Nisan 14 — The Passover lamb is killed “at twilight” — the afternoon hours (Exodus 12:6). The blood is applied to the doorposts. The lamb is eaten that evening as the day transitions into Nisan 15.
Nisan 15 — The first day of the Feast of Unleavened Bread. This is a “holy convocation” — a commanded Sabbath rest, regardless of what day of the week it falls on (Leviticus 23:6–7).
Nisan 15–21 — The seven days of the Feast of Unleavened Bread (Leviticus 23:6).

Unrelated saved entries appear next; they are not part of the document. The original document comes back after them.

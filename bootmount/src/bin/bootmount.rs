//! Boot bring-up binary.
//!
//! Runs once, early in boot, before any workload. Mounts the system
//! filesystems and permanent storage, then the additional disks declared on
//! permanent storage. Exits non-zero on a fatal error; deciding what to do
//! about it (halt, reboot, emergency shell) is up to the caller.

use std::path::PathBuf;
use std::process::ExitCode;

use bootmount::constants::envs;
use bootmount::util::{self, DEFAULT_LOG_LEVEL};
use bootmount::{BootOptions, BootResult, bring_up};
use clap::Parser;

/// Early-boot filesystem bring-up
#[derive(Parser, Debug)]
#[command(
    author,
    version,
    about = "Mounts system filesystems, permanent storage and additional disks"
)]
struct BootArgs {
    /// Boot options as JSON string
    ///
    /// Keys: root, perm_mountpoint, sys_block_dir, dev_dir, cmdline_path,
    /// additional_disks. Missing keys take their defaults; the flags below
    /// override the document.
    #[arg(long)]
    config: Option<String>,

    /// Root directory all system paths are resolved under
    #[arg(long, env = envs::ROOT)]
    root: Option<PathBuf>,

    /// Permanent storage mountpoint
    #[arg(long, env = envs::PERM)]
    perm: Option<PathBuf>,

    /// Do not mount the disks declared in mount-disks.json
    #[arg(long, env = envs::SKIP_ADDITIONAL_DISKS)]
    skip_additional_disks: bool,
}

impl BootArgs {
    fn options(&self) -> BootResult<BootOptions> {
        let mut options = match &self.config {
            Some(json) => BootOptions::from_json(json)?,
            None => BootOptions::default(),
        };

        if let Some(root) = &self.root {
            options.root = root.clone();
        }
        if let Some(perm) = &self.perm {
            options.perm_mountpoint = perm.clone();
        }
        if self.skip_additional_disks {
            options.additional_disks = false;
        }
        Ok(options)
    }
}

fn main() -> ExitCode {
    let args = BootArgs::parse();

    // No log directory exists this early; the console is all there is
    util::register_to_tracing(std::io::stderr, util::env_filter(DEFAULT_LOG_LEVEL));

    let result = args.options().and_then(|options| {
        tracing::debug!(?options, "Boot options");
        bring_up(&options)
    });

    match result {
        Ok(report) => {
            tracing::info!(
                warnings = report.system.warnings().count(),
                additional_disks = report.additional_disks,
                "Filesystem bring-up complete"
            );
            ExitCode::SUCCESS
        }
        Err(e) => {
            tracing::error!(error = %e, "Filesystem bring-up failed");
            ExitCode::FAILURE
        }
    }
}

#[cfg(test)]
mod tests {
    use super::*;

    #[test]
    fn test_flags_override_config() {
        let args = BootArgs::parse_from([
            "bootmount",
            "--config",
            r#"{"root": "/mnt/a", "perm_mountpoint": "/data"}"#,
            "--root",
            "/mnt/b",
            "--skip-additional-disks",
        ]);

        let options = args.options().unwrap();
        assert_eq!(options.root, PathBuf::from("/mnt/b"));
        assert_eq!(options.perm_mountpoint, PathBuf::from("/data"));
        assert!(!options.additional_disks);
    }

    #[test]
    fn test_bad_config_rejected() {
        let args = BootArgs::parse_from(["bootmount", "--config", "nope"]);
        assert!(args.options().is_err());
    }
}
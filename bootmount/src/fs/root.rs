//! System root used for every filesystem side effect.

use bootmount_shared::errors::{BootError, BootResult};
use std::fs;
use std::os::unix::fs::{DirBuilderExt, symlink};
use std::path::{Path, PathBuf};

/// Maps absolute system paths (`/etc/hosts`) below a root directory.
///
/// In production the root is `/`; tests point it at a temporary directory.
#[derive(Debug, Clone)]
pub struct SystemRoot {
    root: PathBuf,
}

impl SystemRoot {
    pub fn new(root: impl Into<PathBuf>) -> Self {
        Self { root: root.into() }
    }

    /// Resolve an absolute system path below this root.
    pub fn path(&self, system_path: impl AsRef<Path>) -> PathBuf {
        let system_path = system_path.as_ref();
        let relative = system_path.strip_prefix("/").unwrap_or(system_path);
        self.root.join(relative)
    }

    /// Whether anything (including a dangling symlink) exists at the path.
    pub fn exists_no_follow(&self, system_path: &str) -> BootResult<bool> {
        match fs::symlink_metadata(self.path(system_path)) {
            Ok(_) => Ok(true),
            Err(e) if e.kind() == std::io::ErrorKind::NotFound => Ok(false),
            Err(e) => Err(BootError::Storage(format!("lstat {}: {}", system_path, e))),
        }
    }

    /// Create `link` pointing at `original`. The link contents stay absolute.
    pub fn symlink(&self, original: &str, link: &str) -> BootResult<()> {
        symlink(original, self.path(link)).map_err(|e| {
            BootError::Storage(format!("symlink {} -> {}: {}", link, original, e))
        })
    }

    pub fn create_dir(&self, system_path: &str, mode: u32) -> BootResult<()> {
        fs::DirBuilder::new()
            .mode(mode)
            .create(self.path(system_path))
            .map_err(|e| BootError::Storage(format!("mkdir {}: {}", system_path, e)))
    }

    pub fn create_dir_all(&self, system_path: &str, mode: u32) -> BootResult<()> {
        fs::DirBuilder::new()
            .recursive(true)
            .mode(mode)
            .create(self.path(system_path))
            .map_err(|e| BootError::Storage(format!("mkdir {}: {}", system_path, e)))
    }

    pub fn write_file(&self, system_path: &str, contents: &[u8]) -> BootResult<()> {
        fs::write(self.path(system_path), contents)
            .map_err(|e| BootError::Storage(format!("write {}: {}", system_path, e)))
    }
}

impl Default for SystemRoot {
    fn default() -> Self {
        Self::new("/")
    }
}
//! Boot mount orchestration.
//!
//! ## Architecture
//!
//! The system mounts are a fixed, table-driven sequence. Each step carries its
//! failure policy:
//!
//! ```text
//!   1. /tmp              tmpfs       fatal
//!   2. /tmp/resolv.conf  symlink     fatal
//!   3. legacy compat     (if needed) fatal
//!   4. /dev              devtmpfs    fatal unless already mounted
//!   5. /dev/pts          devpts      fatal
//!   6. /dev/shm          tmpfs       fatal
//!   7. /run              tmpfs       warn
//!   8. /proc             proc        fatal unless already mounted
//!   9. /sys              sysfs       fatal unless already mounted
//!  10. /perm             ext4|vfat   warn
//!  11. /sys/fs/cgroup    cgroup2     warn
//! ```
//!
//! Additional disks are mounted afterwards, once `/perm` is available.

mod compat;
mod tasks;

use bootmount_shared::errors::BootResult;
use nix::mount::MsFlags;
use std::path::PathBuf;
use std::sync::Arc;

use crate::blockdev::{
    BlockDeviceResolver, CmdlineRootDevice, NativeDiskOpener, PartitionLocator, PermDeviceLookup,
};
use crate::constants::{fstype, links, paths};
use crate::disks;
use crate::fs::{Mounter, NativeMounter, SystemRoot};
use crate::options::BootOptions;
use crate::pipeline::{
    BoxedTask, ExecutionPlan, PipelineExecutor, PipelineMetrics, Step, StepOutcome,
};

use tasks::{LegacyCompatTask, MountTask, PermStorageTask, SymlinkTask};

/// Name of the permanent storage step in [`PipelineMetrics`].
pub const PERM_STEP: &str = "perm";

/// Everything the boot sequence acts on.
pub struct BootEnv {
    pub root: SystemRoot,
    /// Permanent storage mountpoint as a system path.
    pub perm_mountpoint: PathBuf,
    pub mounter: Box<dyn Mounter>,
    pub locator: Arc<dyn PartitionLocator>,
    pub perm_device: Box<dyn PermDeviceLookup>,
}

impl BootEnv {
    /// Environment acting on the live kernel and block devices.
    pub fn native(options: &BootOptions) -> Self {
        let resolver: Arc<dyn PartitionLocator> = Arc::new(BlockDeviceResolver::new(
            &options.sys_block_dir,
            &options.dev_dir,
            Box::new(NativeDiskOpener),
        ));

        Self {
            root: SystemRoot::new(&options.root),
            perm_mountpoint: options.perm_mountpoint.clone(),
            mounter: Box::new(NativeMounter),
            perm_device: Box::new(CmdlineRootDevice::new(
                &options.cmdline_path,
                Arc::clone(&resolver),
            )),
            locator: resolver,
        }
    }
}

// ============================================================================
// EXECUTION PLAN
// ============================================================================

fn system_mount_plan() -> ExecutionPlan<BootEnv> {
    let private = MsFlags::MS_NOSUID | MsFlags::MS_NODEV | MsFlags::MS_RELATIME;

    let steps: Vec<Step<BoxedTask<BootEnv>>> = vec![
        Step::fatal(Box::new(
            MountTask::new("tmp", fstype::TMPFS, paths::TMP).flags(private),
        )),
        Step::fatal(Box::new(SymlinkTask::new(
            "resolv_conf",
            links::PNP_RESOLV,
            paths::TMP_RESOLV_CONF,
        ))),
        Step::fatal(Box::new(LegacyCompatTask)),
        // Network-root and initramfs boots mount these before us
        Step::tolerate_busy(Box::new(MountTask::new(
            "dev",
            fstype::DEVTMPFS,
            paths::DEV,
        ))),
        Step::fatal(Box::new(
            MountTask::new("dev_pts", fstype::DEVPTS, paths::DEV_PTS).create_dir(),
        )),
        Step::fatal(Box::new(
            MountTask::new("dev_shm", fstype::TMPFS, paths::DEV_SHM).create_dir(),
        )),
        Step::warn(Box::new(MountTask::new("run", fstype::TMPFS, paths::RUN))),
        Step::tolerate_busy(Box::new(MountTask::new(
            "proc",
            fstype::PROC,
            paths::PROC,
        ))),
        Step::tolerate_busy(Box::new(MountTask::new(
            "sys",
            fstype::SYSFS,
            paths::SYS,
        ))),
        Step::warn(Box::new(PermStorageTask)),
        Step::warn(Box::new(MountTask::new(
            "cgroup",
            fstype::CGROUP2,
            paths::CGROUP,
        ))),
    ];

    ExecutionPlan::new(steps)
}

/// Perform the system mounts in order.
///
/// Returns the first fatal error; tolerated failures are logged and recorded
/// in the returned metrics.
pub fn mount_system_filesystems(env: &BootEnv) -> BootResult<PipelineMetrics> {
    let metrics = PipelineExecutor::execute(system_mount_plan(), env)?;
    tracing::info!(
        duration_ms = metrics.total_duration_ms as u64,
        warnings = metrics.warnings().count(),
        "System filesystems mounted"
    );
    Ok(metrics)
}

// ============================================================================
// BRING-UP
// ============================================================================

/// Outcome of a full bring-up.
#[derive(Debug, Clone)]
pub struct BootReport {
    pub system: PipelineMetrics,
    /// Additional disks mounted; zero when skipped or none declared.
    pub additional_disks: usize,
}

/// Run the system mount sequence, then mount additional disks.
///
/// Additional disks are only attempted when permanent storage mounted, since
/// their declarations live there.
pub fn run(env: &BootEnv, additional_disks: bool) -> BootResult<BootReport> {
    let system = mount_system_filesystems(env)?;

    let perm_ready = matches!(
        system.outcome(PERM_STEP),
        Some(StepOutcome::Completed | StepOutcome::AlreadyMounted)
    );
    let additional_disks = if !additional_disks {
        0
    } else if !perm_ready {
        tracing::warn!("Permanent storage unavailable, skipping additional disks");
        0
    } else {
        disks::mount_additional_disks(env)?
    };

    Ok(BootReport {
        system,
        additional_disks,
    })
}

/// Bring up the filesystem topology of the live system.
pub fn bring_up(options: &BootOptions) -> BootResult<BootReport> {
    options.sanitize()?;
    let env = BootEnv::native(options);
    run(&env, options.additional_disks)
}
use crate::pipeline::FailurePolicy;

/// How a step ended without aborting the sequence.
#[derive(Debug, Clone, PartialEq, Eq)]
pub enum StepOutcome {
    Completed,
    Skipped,
    /// The target was already mounted and the policy tolerated it.
    AlreadyMounted,
    /// The step failed under a warn-only policy.
    Warned(String),
}

#[derive(Debug, Clone)]
pub struct StepMetrics {
    pub index: usize,
    pub name: String,
    pub policy: FailurePolicy,
    pub outcome: StepOutcome,
    pub duration_ms: u128,
}

#[derive(Debug, Clone, Default)]
pub struct PipelineMetrics {
    pub total_duration_ms: u128,
    pub steps: Vec<StepMetrics>,
}

impl PipelineMetrics {
    pub fn outcome(&self, name: &str) -> Option<&StepOutcome> {
        self.steps
            .iter()
            .find(|step| step.name == name)
            .map(|step| &step.outcome)
    }

    /// Names of the steps that failed under a warn-only policy.
    pub fn warnings(&self) -> impl Iterator<Item = &str> {
        self.steps
            .iter()
            .filter(|step| matches!(step.outcome, StepOutcome::Warned(_)))
            .map(|step| step.name.as_str())
    }
}
//! Configuration for the boot bring-up.

use crate::constants::paths;
use bootmount_shared::errors::{BootError, BootResult};
use serde::{Deserialize, Serialize};
use std::path::{Path, PathBuf};

/// Paths and switches for one bring-up run.
///
/// Defaults describe the live system. `root` prefixes every filesystem side
/// effect (symlinks, directories, `/etc/hosts`) and every mount target, which
/// lets the whole sequence run against a staging directory.
#[derive(Clone, Debug, Serialize, Deserialize)]
pub struct BootOptions {
    /// Root directory all system paths are resolved under.
    ///
    /// Default: /
    #[serde(default = "default_root")]
    pub root: PathBuf,

    /// Permanent storage mountpoint (system path, below `root`).
    ///
    /// Default: /perm
    #[serde(default = "default_perm_mountpoint")]
    pub perm_mountpoint: PathBuf,

    /// Block device directory scanned during partition UUID resolution.
    ///
    /// Default: /sys/block
    #[serde(default = "default_sys_block_dir")]
    pub sys_block_dir: PathBuf,

    /// Directory holding block device nodes.
    ///
    /// Default: /dev
    #[serde(default = "default_dev_dir")]
    pub dev_dir: PathBuf,

    /// Kernel command line, used to locate the permanent storage partition.
    ///
    /// Default: /proc/cmdline
    #[serde(default = "default_cmdline_path")]
    pub cmdline_path: PathBuf,

    /// Mount the disks declared in `<perm>/mount-disks.json`.
    ///
    /// Default: true
    #[serde(default = "default_additional_disks")]
    pub additional_disks: bool,
}

fn default_root() -> PathBuf {
    PathBuf::from("/")
}

fn default_perm_mountpoint() -> PathBuf {
    PathBuf::from(paths::PERM)
}

fn default_sys_block_dir() -> PathBuf {
    PathBuf::from(paths::SYS_BLOCK)
}

fn default_dev_dir() -> PathBuf {
    PathBuf::from(paths::DEV)
}

fn default_cmdline_path() -> PathBuf {
    PathBuf::from(paths::PROC_CMDLINE)
}

fn default_additional_disks() -> bool {
    true
}

impl Default for BootOptions {
    fn default() -> Self {
        Self {
            root: default_root(),
            perm_mountpoint: default_perm_mountpoint(),
            sys_block_dir: default_sys_block_dir(),
            dev_dir: default_dev_dir(),
            cmdline_path: default_cmdline_path(),
            additional_disks: default_additional_disks(),
        }
    }
}

impl BootOptions {
    /// Parse options from a JSON document; missing keys take their defaults.
    pub fn from_json(json: &str) -> BootResult<Self> {
        serde_json::from_str(json)
            .map_err(|e| BootError::Config(format!("invalid boot options: {}", e)))
    }

    /// Reject relative paths: every path here is interpreted from `/`.
    pub fn sanitize(&self) -> BootResult<()> {
        let fields: [(&str, &Path); 5] = [
            ("root", self.root.as_path()),
            ("perm_mountpoint", self.perm_mountpoint.as_path()),
            ("sys_block_dir", self.sys_block_dir.as_path()),
            ("dev_dir", self.dev_dir.as_path()),
            ("cmdline_path", self.cmdline_path.as_path()),
        ];

        for (name, path) in fields {
            if !path.is_absolute() {
                return Err(BootError::Config(format!(
                    "{} must be an absolute path, got {}",
                    name,
                    path.display()
                )));
            }
        }
        Ok(())
    }
}
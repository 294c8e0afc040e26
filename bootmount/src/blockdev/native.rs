//! Native partition table reader.
//!
//! GPT is tried first (partition GUIDs); devices without a GPT header fall back
//! to MBR, where the kernel's PARTUUID is `SSSSSSSS-PP`: the little-endian disk
//! signature and the partition number, both in hex.

use bootmount_shared::errors::{BootError, BootResult};
use std::fs::File;
use std::io::Seek;
use std::path::{Path, PathBuf};

use super::table::{Disk, DiskOpener, Partition, PartitionTable};

const SECTOR_SIZE: u32 = 512;

#[derive(Debug, Default, Clone, Copy)]
pub struct NativeDiskOpener;

impl DiskOpener for NativeDiskOpener {
    fn open(&self, device: &Path) -> BootResult<Box<dyn Disk>> {
        let file = File::open(device)
            .map_err(|e| BootError::Storage(format!("open {}: {}", device.display(), e)))?;
        Ok(Box::new(NativeDisk {
            path: device.to_path_buf(),
            file,
        }))
    }
}

struct NativeDisk {
    path: PathBuf,
    file: File,
}

impl NativeDisk {
    fn read_gpt(&mut self) -> BootResult<PartitionTable> {
        let disk = gpt::GptConfig::new()
            .writable(false)
            .open_from_device(&mut self.file)
            .map_err(|e| BootError::Storage(format!("gpt: {}", e)))?;

        // Slot i is partition number i + 1, gaps included
        let partitions = disk.partitions();
        let last = partitions.keys().next_back().copied().unwrap_or(0);
        let slots = (1..=last)
            .map(|number| match partitions.get(&number) {
                Some(p) => Partition::new(p.part_guid.to_string()),
                None => Partition::unused(),
            })
            .collect();

        Ok(PartitionTable::new(slots))
    }

    fn read_mbr(&mut self) -> BootResult<PartitionTable> {
        self.file
            .rewind()
            .map_err(|e| BootError::Storage(format!("mbr: {}", e)))?;
        let mbr = mbrman::MBR::read_from(&mut self.file, SECTOR_SIZE)
            .map_err(|e| BootError::Storage(format!("mbr: {}", e)))?;

        let signature = u32::from_le_bytes(mbr.header.disk_signature);
        let slots = mbr
            .iter()
            .map(|(number, entry)| {
                if entry.is_used() {
                    Partition::new(mbr_partuuid(signature, number))
                } else {
                    Partition::unused()
                }
            })
            .collect();

        Ok(PartitionTable::new(slots))
    }
}

impl Disk for NativeDisk {
    fn partition_table(&mut self) -> BootResult<PartitionTable> {
        match self.read_gpt() {
            Ok(table) => Ok(table),
            Err(gpt_err) => self.read_mbr().map_err(|mbr_err| {
                BootError::Storage(format!(
                    "no partition table on {} ({}; {})",
                    self.path.display(),
                    gpt_err,
                    mbr_err
                ))
            }),
        }
    }
}

fn mbr_partuuid(signature: u32, number: usize) -> String {
    format!("{:08x}-{:02x}", signature, number)
}

#[cfg(test)]
pub(crate) mod testing {
    //! Disk images with real partition tables.

    use std::collections::BTreeMap;
    use std::fs::File;
    use std::path::Path;

    const IMAGE_SIZE: u64 = 1024 * 1024;
    const PARTITION_SECTORS: u64 = 64;

    fn blank_image(path: &Path) -> File {
        let file = File::options()
            .read(true)
            .write(true)
            .create(true)
            .truncate(true)
            .open(path)
            .unwrap();
        file.set_len(IMAGE_SIZE).unwrap();
        file
    }

    /// GPT image behind a protective MBR, carrying `(number, guid)` partitions.
    /// Numbers may leave gaps.
    pub fn gpt_image(path: &Path, partitions: &[(u32, &str)]) {
        let mut file = blank_image(path);
        let blocks = u32::try_from(IMAGE_SIZE / 512 - 1).unwrap();
        gpt::mbr::ProtectiveMBR::with_lb_size(blocks)
            .overwrite_lba0(&mut file)
            .unwrap();
        let mut disk = gpt::GptConfig::new()
            .writable(true)
            .create_from_device(&mut file, None)
            .unwrap();

        let table: BTreeMap<u32, gpt::partition::Partition> = partitions
            .iter()
            .map(|&(number, guid)| {
                let first_lba = 64 + u64::from(number) * PARTITION_SECTORS;
                let partition = gpt::partition::Partition {
                    part_type_guid: gpt::partition_types::LINUX_FS,
                    part_guid: uuid::Uuid::parse_str(guid).unwrap(),
                    first_lba,
                    last_lba: first_lba + PARTITION_SECTORS - 1,
                    flags: 0,
                    name: format!("part{}", number),
                };
                (number, partition)
            })
            .collect();
        disk.update_partitions(table).unwrap();
        disk.write().unwrap();
    }

    /// MBR image with the given primary slots (1-4) in use.
    pub fn mbr_image(path: &Path, signature: u32, used: &[usize]) {
        let mut file = blank_image(path);
        let mut mbr = mbrman::MBR::new_from(&mut file, 512, signature.to_le_bytes()).unwrap();
        for &number in used {
            mbr[number] = mbrman::MBRPartitionEntry {
                boot: mbrman::BOOT_INACTIVE,
                first_chs: mbrman::CHS::empty(),
                sys: 0x83,
                last_chs: mbrman::CHS::empty(),
                starting_lba: (number as u32) * 64,
                sectors: 64,
            };
        }
        mbr.write_into(&mut file).unwrap();
    }
}
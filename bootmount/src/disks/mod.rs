//! Mounting user-declared additional disks.
//!
//! Disks are declared by partition UUID in `<perm>/mount-disks.json` and
//! mounted in document order once permanent storage is available.

use bootmount_shared::errors::{BootError, BootResult};
use std::io::ErrorKind;
use tracing::{info, warn};

use crate::boot::BootEnv;
use crate::constants::files;
use crate::fs::{MountRequest, mount_fs};

pub use config::{AdditionalDisks, DiskMount};

mod config;

/// Mount every valid entry of the additional disks document.
///
/// A missing document means there is nothing to do. Invalid entries are
/// logged and skipped; the first entry that fails to resolve or mount aborts
/// the remaining ones. Returns the number of disks mounted.
pub fn mount_additional_disks(env: &BootEnv) -> BootResult<usize> {
    let file = env.perm_mountpoint.join(files::ADDITIONAL_DISKS);

    let data = match std::fs::read(env.root.path(&file)) {
        Ok(data) => data,
        Err(e) if e.kind() == ErrorKind::NotFound => {
            info!("No additional disks to mount");
            return Ok(0);
        }
        Err(e) => {
            return Err(BootError::Storage(format!(
                "read {}: {}",
                file.display(),
                e
            )));
        }
    };

    let extra = AdditionalDisks::parse(&data)?;

    let mut mounted = 0;
    for disk in &extra.disks {
        if let Err(e) = disk.validate() {
            warn!(error = %e, "Skipping invalid additional disk entry");
            continue;
        }

        mount_disk(env, disk).map_err(|e| {
            BootError::Storage(format!(
                "can not mount disk with partUUID {}: {}",
                disk.part_uuid, e
            ))
        })?;
        mounted += 1;
    }

    Ok(mounted)
}

fn mount_disk(env: &BootEnv, disk: &DiskMount) -> BootResult<()> {
    let device = env.locator.locate(&disk.part_uuid)?;
    let source = device.to_string_lossy();
    let target = env.root.path(&disk.mountpoint);

    mount_fs(
        env.mounter.as_ref(),
        &MountRequest::new(&source, &target, &disk.fs_type).data(&disk.options),
    )
}
//! Generic pipeline execution framework.
//!
//! Runs the steps of an execution plan in order and applies each step's
//! failure policy.

use super::metrics::{PipelineMetrics, StepMetrics, StepOutcome};
use super::step::{FailurePolicy, Step};
use super::task::{BoxedTask, TaskStatus};
use bootmount_shared::errors::BootResult;
use std::time::Instant;

pub struct ExecutionPlan<Ctx> {
    steps: Vec<Step<BoxedTask<Ctx>>>,
}

impl<Ctx> ExecutionPlan<Ctx> {
    pub fn new(steps: Vec<Step<BoxedTask<Ctx>>>) -> Self {
        Self { steps }
    }

    pub fn steps(self) -> Vec<Step<BoxedTask<Ctx>>> {
        self.steps
    }

    /// Task names and policies in execution order.
    pub fn describe(&self) -> Vec<(&str, FailurePolicy)> {
        self.steps
            .iter()
            .map(|step| (step.task.name(), step.policy))
            .collect()
    }
}

/// Pipeline executor framework.
///
/// This provides the generic infrastructure for executing a table-driven plan.
/// The actual work is provided by task implementations.
pub struct PipelineExecutor;

impl PipelineExecutor {
    /// Execute a plan.
    ///
    /// Returns the first error raised by a step whose policy makes it fatal.
    /// Every other failure is logged and recorded in the metrics.
    pub fn execute<Ctx>(plan: ExecutionPlan<Ctx>, ctx: &Ctx) -> BootResult<PipelineMetrics> {
        let total_start = Instant::now();
        let mut step_metrics = Vec::new();

        for (index, step) in plan.steps().into_iter().enumerate() {
            let Step { task, policy } = step;
            let name = task.name().to_string();
            let step_start = Instant::now();

            let outcome = match (task.run(ctx), policy) {
                (Ok(TaskStatus::Done), _) => StepOutcome::Completed,
                (Ok(TaskStatus::NotNeeded), _) => StepOutcome::Skipped,
                (Ok(TaskStatus::AlreadyMounted), _) => StepOutcome::AlreadyMounted,
                (Err(e), FailurePolicy::TolerateBusy) if e.is_busy() => {
                    tracing::debug!(step = %name, "Already mounted, continuing");
                    StepOutcome::AlreadyMounted
                }
                (Err(e), FailurePolicy::Warn) => {
                    tracing::warn!(step = %name, error = %e, "Non-fatal boot step failed");
                    StepOutcome::Warned(e.to_string())
                }
                (Err(e), FailurePolicy::Fatal | FailurePolicy::TolerateBusy) => {
                    tracing::error!(step = %name, error = %e, "Boot step failed");
                    return Err(e);
                }
            };

            step_metrics.push(StepMetrics {
                index,
                name,
                policy,
                outcome,
                duration_ms: step_start.elapsed().as_millis(),
            });
        }

        Ok(PipelineMetrics {
            total_duration_ms: total_start.elapsed().as_millis(),
            steps: step_metrics,
        })
    }
}

#[cfg(test)]
mod tests {
    use super::*;
    use crate::pipeline::PipelineTask;
    use bootmount_shared::errors::BootError;
    use std::cell::RefCell;

    #[derive(Default)]
    struct Trace {
        ran: RefCell<Vec<&'static str>>,
    }

    enum Behaviour {
        Ok,
        Busy,
        Fail,
    }

    struct FakeTask(&'static str, Behaviour);

    impl PipelineTask<Trace> for FakeTask {
        fn run(&self, ctx: &Trace) -> BootResult<TaskStatus> {
            ctx.ran.borrow_mut().push(self.0);
            match self.1 {
                Behaviour::Ok => Ok(TaskStatus::Done),
                Behaviour::Busy => Err(BootError::Busy(self.0.to_string())),
                Behaviour::Fail => Err(BootError::Mount(self.0.to_string())),
            }
        }

        fn name(&self) -> &str {
            self.0
        }
    }

    fn task(name: &'static str, behaviour: Behaviour) -> BoxedTask<Trace> {
        Box::new(FakeTask(name, behaviour))
    }

    #[test]
    fn test_warn_continues() {
        let trace = Trace::default();
        let plan = ExecutionPlan::new(vec![
            Step::warn(task("a", Behaviour::Fail)),
            Step::fatal(task("b", Behaviour::Ok)),
        ]);

        let metrics = PipelineExecutor::execute(plan, &trace).unwrap();
        assert_eq!(*trace.ran.borrow(), vec!["a", "b"]);
        assert!(matches!(metrics.outcome("a"), Some(StepOutcome::Warned(_))));
        assert_eq!(metrics.warnings().collect::<Vec<_>>(), vec!["a"]);
    }

    #[test]
    fn test_fatal_stops_sequence() {
        let trace = Trace::default();
        let plan = ExecutionPlan::new(vec![
            Step::fatal(task("a", Behaviour::Fail)),
            Step::fatal(task("b", Behaviour::Ok)),
        ]);

        assert!(PipelineExecutor::execute(plan, &trace).is_err());
        assert_eq!(*trace.ran.borrow(), vec!["a"]);
    }

    #[test]
    fn test_tolerate_busy_only_tolerates_busy() {
        let trace = Trace::default();
        let plan = ExecutionPlan::new(vec![Step::tolerate_busy(task("dev", Behaviour::Busy))]);
        let metrics = PipelineExecutor::execute(plan, &trace).unwrap();
        assert_eq!(metrics.outcome("dev"), Some(&StepOutcome::AlreadyMounted));

        let plan = ExecutionPlan::new(vec![Step::tolerate_busy(task("dev", Behaviour::Fail))]);
        assert!(PipelineExecutor::execute(plan, &trace).is_err());
    }

    #[test]
    fn test_busy_is_fatal_under_fatal_policy() {
        let trace = Trace::default();
        let plan = ExecutionPlan::new(vec![Step::fatal(task("pts", Behaviour::Busy))]);
        assert!(PipelineExecutor::execute(plan, &trace).unwrap_err().is_busy());
    }
}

These dates form the skeleton of the week we are about to examine. They are fixed on the Hebrew calendar — Nisan 14 is always Nisan 14 — but they can fall on any day of our week, just as our own holidays sometimes fall on a Tuesday, sometimes on a Thursday. Which day of the week these dates landed on in the year of the crucifixion is one of the most important questions in this book, and we will address it carefully when we get there.
This is perhaps the single most important detail for understanding what happened between the crucifixion and the resurrection. If you take nothing else from this section, take this.
Most people know only one Sabbath — the weekly Sabbath, the seventh day of the week, Saturday. It was established at creation and commanded in the Ten Commandments:
Remember the sabbath day, to keep it holy.
Exodus 20:8
This Sabbath occurs every week without exception. It is part of the rhythm of creation itself.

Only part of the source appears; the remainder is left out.